Work instruction>
Whenever a line of the listing contains the string "filter", return that line.
-=-=-=-=-
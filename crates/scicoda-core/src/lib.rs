//! scicoda-core: tipos de dominio sin I/O.
//!
//! Tablas, esquemas y su validador, predicados de fila y los descriptores de
//! los datasets incorporados.
pub mod constants;
pub mod descriptor;
pub mod errors;
pub mod filter;
pub mod registry;
pub mod schema;
pub mod table;

pub use descriptor::{DatasetDescriptor, DescriptorError, LoadStrategy, Partitioning, SizeClass, StorageFormat};
pub use errors::SchemaError;
pub use filter::{Clause, CompIds, RowPredicate};
pub use registry::DatasetRegistry;
pub use schema::{validate, ColumnSpec, Constraint, Schema, SchemaMode, SemanticType};
pub use table::Table;
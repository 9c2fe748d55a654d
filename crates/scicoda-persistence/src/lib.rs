//! scicoda-persistence: lectura y escritura de artifacts en disco.
//!
//! - `records`: JSON array de objetos (tablas pequeñas curadas).
//! - `columnar`: Parquet con ZSTD, lectura eager y `LazyScan` con pushdown.
//! - `atomic`: reemplazo atómico con checksum SHA-256.
pub mod atomic;
pub mod columnar;
pub mod error;
pub mod records;

pub use atomic::{sha256_hex, write_atomic, WrittenFile};
pub use columnar::{encode_parquet, read_parquet, LazyScan, DEFAULT_ZSTD_LEVEL};
pub use error::PersistenceError;
pub use records::{encode_records, parse_records, read_records};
-=-=-=-=-
Solution for this task>
pub mod filter;
pub use filter::{Clause, CompIds, RowPredicate};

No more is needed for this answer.